The blockbuster investigative report on widespread cheating in Atlanta's public schools issued by Georgia Gov. Nathan Deal on Tuesday gives a different explanation. The three schools were among 44 implicated in the report. At Gideons there was "a coordinated school wide cheating scheme" that involved at least a dozen teachers as well as the school's principal and testing supervisor. According to one teacher interviewed, the school's principal told her to "do what you need to. The kids have to pass."
The report blamed the scandal on leadership failures at every level of the system, including the office of the superintendent, although in a statement Hall's lawyer said she "definitely did not know of any cheating."
The cheating is disturbing on a number of levels. Not the least of which is that it encourages the mindset that Hall spent her entire career as a teacher, principal and superintendent in urban schools trying to change -- that poor kids really can't be expected to learn and succeed.
Between 2002 and 2009 Atlanta made the largest gains in reading among the urban school districts that reported scores on the National Assessment of Educational Progress. Atlanta made smaller gains during that period in math. NAEP is widely regarded as an objective measure of student performance and, because of how it is administered, is difficult to game. The revelations of cheating have renewed speculation that the NAEP gains as well as the district's improved graduation rates also were manipulated. On Thursday Jack Buckley, the commissioner of the National Center on Education Statistics, which administers NAEP, told Michael Petrilli of the Fordham Institute that he was confident that the scores on that test were accurate.
In a 2010 interview Hall attributed the district's gains to "consistent and meaningful" comprehensive reform: standards-based instruction, challenging curriculum, professional development for teachers, strong leadership, accountability, tutoring, after school and Saturday sessions, and using data to make instructional decisions. But a closer look at the NAEP scores raises questions about the limits of this approach. The achievement gaps between Atlanta's Black and White students are shocking. In 2009, after a decade under Hall's leadership, only 13 percent of Black 4th graders were proficient in reading compared to 76 percent of White students. The gap was similar in math. Did principals and others put more energy into faking test scores than they did into addressing the real needs of these students? Would the gains have been greater had they done so?
Atlanta will be dealing with the aftermath of this educational tragedy for a long time. The acting superintendent has vowed that those implicated will never again work with students in the district. Criminal investigations and legal actions will follow. It will take years for the district to regain the trust of parents, students, and political and civic leaders.
It would be a mistake to dismiss this as merely an instance of corrupt individuals or a corrupting system. More than 40 states have adopted new, demanding national Common Core academic standards. New assessments designed to measure those standards are being developed. There is great optimism in education circles that these new policies will push the system towards better preparing students for success after high school. However, the higher standards are expected to cause test scores to fall, at least in the short term.

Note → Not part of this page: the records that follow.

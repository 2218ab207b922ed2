//=========================================================================
// Error Taxonomy
//=========================================================================
//
// Layered error enums for the scaffolding core.
//
// SceneError  — scene resolution and lifecycle failures (fatal to one
//               navigation attempt)
// RenderError — render host / backend failures
// ManifestError — sprite manifest mapping failures
// StageError  — crate-level union, returned by the `Game` facade
//
// Critical-path errors are never swallowed: they abort the navigation
// attempt and surface to the caller. Only input binding degrades
// gracefully (logged by the loader, not represented here beyond its
// variant).
//
//=========================================================================

//=== External Dependencies ===============================================

use thiserror::Error;

//=== SceneError ==========================================================

/// Scene resolution and lifecycle failures.
///
/// Every variant is fatal to the navigation attempt that produced it,
/// except `MissingDirectionHandlers`, which the loader catches and logs.
#[derive(Debug, Error)]
pub enum SceneError {
    /// Navigation requested a name absent from the scene registry.
    #[error("cannot find scene '{0}'")]
    SceneNotFound(String),

    /// The scene declares `ticker_on` but exposes neither an explicit
    /// game-loop function nor the `FrameDriven` capability.
    #[error("scene '{0}' enables the ticker but provides no game loop")]
    MissingGameLoop(String),

    /// The configured behavior state could not be selected on the scene.
    #[error("scene '{scene}' has no state function '{state}'")]
    MissingStateFunction { scene: String, state: String },

    /// The scene's own asset loading step failed. Nothing was attached.
    #[error("asset loading failed: {0}")]
    AssetLoad(String),

    /// The scene's own start step failed.
    #[error("scene start failed: {0}")]
    StartScene(String),

    /// Bound as directional input without the full four-handler
    /// capability. Caught by the loader; never escapes `load`.
    #[error("scene '{0}' does not implement the four direction handlers")]
    MissingDirectionHandlers(String),
}

//=== RenderError =========================================================

/// Render host and backend failures.
#[derive(Debug, Error)]
pub enum RenderError {
    /// The backend could not produce an engine handle.
    #[error("render backend initialization failed: {0}")]
    Init(String),

    /// The host was queried before any successful `init`.
    #[error("render host has not been initialized")]
    NotInitialized,

    /// The platform event loop could not be created or run.
    #[error("event loop failed: {0}")]
    EventLoop(String),
}

//=== ManifestError =======================================================

/// Sprite manifest mapping failures.
#[derive(Debug, Error)]
pub enum ManifestError {
    /// A manifest entry names a frame absent from its spritesheet.
    #[error("manifest entry '{entry}' references unknown frame '{frame}'")]
    UnknownFrame { entry: String, frame: String },

    /// The manifest document could not be deserialized.
    #[error("manifest parse failed: {0}")]
    Parse(#[from] serde_json::Error),
}

//=== StageError ==========================================================

/// Crate-level error union.
#[derive(Debug, Error)]
pub enum StageError {
    #[error(transparent)]
    Render(#[from] RenderError),

    #[error(transparent)]
    Scene(#[from] SceneError),

    #[error(transparent)]
    Manifest(#[from] ManifestError),

    /// A navigation event was emitted while another dispatch was already
    /// in progress. Re-entrant dispatch is disallowed; callers receive
    /// this instead of an interleaved load.
    #[error("navigation dispatch re-entered")]
    ReentrantDispatch,
}

/// Result alias used across the crate.
pub type StageResult<T> = Result<T, StageError>;

//=========================================================================
// Unit Tests
//=========================================================================
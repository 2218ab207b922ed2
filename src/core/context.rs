//=========================================================================
// Game Context
//=========================================================================
//
// Shared state container passed by reference through the bootstrapper,
// the navigator, and the lifecycle loader.
//
// Everything that would otherwise live as process-wide singleton state
// is owned here explicitly: render host, mount point, key dispatcher,
// metadata store, dependency registry, and the navigator handle. There
// are no module-level globals — two `Game` values own two fully
// independent contexts.
//
//=========================================================================

//=== Internal Dependencies ===============================================

use super::input::KeyDispatcher;
use super::mediator::Navigator;
use super::metadata::MetadataStore;
use super::registry::DependencyRegistry;
use super::render::{MountPoint, RenderHost};

//=== GameContext =========================================================

/// Explicitly constructed shared state, owned by the `Game` facade.
pub struct GameContext {
    /// Owner of the single live engine handle.
    pub host: RenderHost,

    /// The single well-known surface container.
    pub mount: MountPoint,

    /// Keyboard dispatch bound to the current scene.
    pub input: KeyDispatcher,

    /// Declarative scene/module configuration and write-once values.
    pub metadata: MetadataStore,

    /// Module-wide provider bindings.
    pub providers: DependencyRegistry,

    /// Handle for emitting navigation events.
    pub(crate) navigator: Navigator,
}

impl GameContext {
    /// The navigation handle scenes and embedders share.
    pub fn navigator(&self) -> Navigator {
        self.navigator.clone()
    }
}
//=========================================================================
// Prelude
//=========================================================================
//
// Convenience module that re-exports commonly used types and traits.
//
// Usage:
//   use stagecraft::prelude::*;
//
//=========================================================================

//=== Public API ==========================================================

// Game facade
pub use crate::engine::{Game, GameModule};

// Context and errors
pub use crate::core::context::GameContext;
pub use crate::core::error::{ManifestError, RenderError, SceneError, StageError, StageResult};

// Scene system
pub use crate::core::scene::{
    DirectionHandlers, FrameDriven, GameLoopFn, ModuleContent, Scene, SceneContent,
    SceneDescriptor, SceneServices, SelfDriven, DEFAULT_STATE_FUNCTION,
};

// Navigation
pub use crate::core::mediator::{NavigationMediator, Navigator};

// Render host boundary
pub use crate::core::render::{
    EngineHandle, HeadlessBackend, MountPoint, RenderBackend, RenderConfig, RenderHost, Surface,
    Ticker, TickerFrame, STANDARD_FPS, SURFACE_ELEMENT_ID,
};

// Registries and metadata
pub use crate::core::metadata::{MetadataStore, ModuleRecord};
pub use crate::core::registry::{DependencyRegistry, ProviderDescriptor};

// Input
pub use crate::core::input::{Direction, DirectionBindings, KeyCode, KeyDispatcher};

// Manifests
pub use crate::core::manifest::{
    build_sprites, manifest_from_json, ManifestEntry, SceneManifest, Sprite, SpriteSheetDoc,
};

// Animation helpers
pub use crate::core::animation::FadeAnimation;
//=========================================================================
// Game Facade & Module Bootstrapper
//=========================================================================
//
// Top-level entry wiring a module declaration to a running game.
//
// Boot sequence:
//   1. initialize the render host with the module's app configuration
//   2. populate the dependency registry from the module's providers
//   3. construct the scene registry and subscribe the navigator
//   4. emit one navigation event for the start scene and pump it, so the
//      start scene is live when `boot` returns
//
// Per frame (driven by the platform shell, or manually when embedding):
//   pump queued navigations → tick the current engine handle's ticker
//
// Two `Game` values are fully independent — each owns its own mediator,
// context, and registries.
//
//=========================================================================

//=== Standard Library Imports ============================================

use std::cell::RefCell;
use std::rc::Rc;

//=== External Crates =====================================================

use log::info;

//=== Internal Dependencies ===============================================

use crate::core::context::GameContext;
use crate::core::error::StageResult;
use crate::core::input::{KeyCode, KeyDispatcher};
use crate::core::mediator::{NavigationMediator, Navigator};
use crate::core::metadata::{MetadataStore, ModuleRecord};
use crate::core::registry::DependencyRegistry;
use crate::core::render::{MountPoint, RenderBackend, RenderHost};
use crate::core::scene::{ModuleContent, SceneNavigator, SceneRegistry};

//=== GameModule ==========================================================

/// A type standing for one game module declaration.
///
/// Modules booted through [`Game::boot_module`] get their declarative
/// record attached to the metadata store under the module type.
pub trait GameModule: 'static {
    fn module() -> ModuleContent;
}

//=== Game ================================================================

/// The running game: context, mediator, and scene navigation.
pub struct Game {
    context: GameContext,
    mediator: Rc<RefCell<NavigationMediator>>,
    scenes: SceneNavigator,
}

impl std::fmt::Debug for Game {
    fn fmt(&self, f: &mut std::fmt::Formatter<'_>) -> std::fmt::Result {
        f.debug_struct("Game").finish_non_exhaustive()
    }
}

impl Game {
    //--- Bootstrapping ----------------------------------------------------

    /// Boots a module declaration against the given render backend.
    ///
    /// # Errors
    ///
    /// Host initialization and first-navigation failures surface here;
    /// a failed boot leaves nothing mounted.
    pub fn boot(module: ModuleContent, backend: Box<dyn RenderBackend>) -> StageResult<Game> {
        Self::boot_with_record(module, backend, None)
    }

    /// Boots the module declared by type `M`, recording its declarative
    /// part in the metadata store.
    pub fn boot_module<M: GameModule>(backend: Box<dyn RenderBackend>) -> StageResult<Game> {
        let module = M::module();
        Self::boot_with_record(module, backend, Some(attach_record::<M>))
    }

    fn boot_with_record(
        module: ModuleContent,
        backend: Box<dyn RenderBackend>,
        record: Option<fn(&mut MetadataStore, ModuleRecord)>,
    ) -> StageResult<Game> {
        let ModuleContent {
            start_scene,
            app_configuration,
            scene_map,
            providers,
        } = module;

        info!(target: "boot", "booting module, start scene '{}'", start_scene);

        let mediator = Rc::new(RefCell::new(NavigationMediator::new()));
        let mut context = GameContext {
            host: RenderHost::new(backend),
            mount: MountPoint::new(),
            input: KeyDispatcher::new(),
            metadata: MetadataStore::new(),
            providers: DependencyRegistry::new(),
            navigator: Navigator::new(Rc::clone(&mediator)),
        };

        // 1. app-level host initialization
        context.host.init(&app_configuration)?;

        // 2. provider bindings
        context.providers.populate(providers);

        if let Some(attach) = record {
            attach(
                &mut context.metadata,
                ModuleRecord {
                    start_scene: start_scene.clone(),
                    app_configuration,
                },
            );
        }

        // 3. scene registry + navigator subscription
        for descriptor in &scene_map {
            if let Some(key) = descriptor.type_key {
                context
                    .metadata
                    .attach_scene_content_by_key(key, descriptor.content.clone());
            }
        }
        let scenes = SceneNavigator::new(SceneRegistry::new(scene_map));
        scenes.subscribe(&mut mediator.borrow_mut());

        // 4. first navigation
        let mut game = Game { context, mediator, scenes };
        game.navigate(&start_scene)?;
        Ok(game)
    }

    //--- Navigation -------------------------------------------------------

    /// Emits a navigation event and processes the queue immediately.
    pub fn navigate(&mut self, scene_name: &str) -> StageResult<()> {
        self.mediator.borrow_mut().update(scene_name);
        self.pump()
    }

    /// A cloneable handle for requesting navigation from outside.
    pub fn navigator(&self) -> Navigator {
        self.context.navigator()
    }

    fn pump(&mut self) -> StageResult<()> {
        self.scenes.pump(&mut self.context)
    }

    //--- Frame Driving ----------------------------------------------------

    /// Advances one frame: queued navigations first, then the ticker.
    pub fn frame(&mut self, delta_seconds: f32) -> StageResult<()> {
        self.pump()?;
        if let Ok(engine) = self.context.host.engine_mut() {
            engine.ticker.tick(delta_seconds);
        }
        Ok(())
    }

    /// Routes one key-down event to the current scene.
    ///
    /// Returns true when a bound handler ran.
    pub fn key_down(&mut self, key: KeyCode) -> bool {
        self.context.input.dispatch(key)
    }

    //--- Access -----------------------------------------------------------

    /// Name of the currently loaded scene, if any.
    pub fn current_scene(&self) -> Option<&str> {
        self.scenes.current_scene()
    }

    pub fn context(&self) -> &GameContext {
        &self.context
    }

    pub fn context_mut(&mut self) -> &mut GameContext {
        &mut self.context
    }

    //--- Windowed Entry Point ---------------------------------------------

    /// Boots `module` inside the windowing shell and runs until the
    /// window closes. Blocks the calling thread.
    pub fn run(module: ModuleContent) -> StageResult<()> {
        crate::platform::run(module)
    }
}

fn attach_record<M: GameModule>(metadata: &mut MetadataStore, record: ModuleRecord) {
    metadata.attach_module_record::<M>(record);
}

//=========================================================================
// Unit Tests
//=========================================================================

This will create pressure on schools, principals and teachers and some, no doubt, will resort to cheating. More can be done to ensure the integrity of the system, perhaps by creating independent state agencies to administer assessments. And policy makers, superintendents and test makers can make it clear that the way to really improve student learning is, as Hall has long argued, to provide teachers with the support and leadership they need. They also can recognize the need to experiment with other ways to improve learning, such as new school models and better use of instructional technology. What we shouldn't do is demand less of our schools or our students.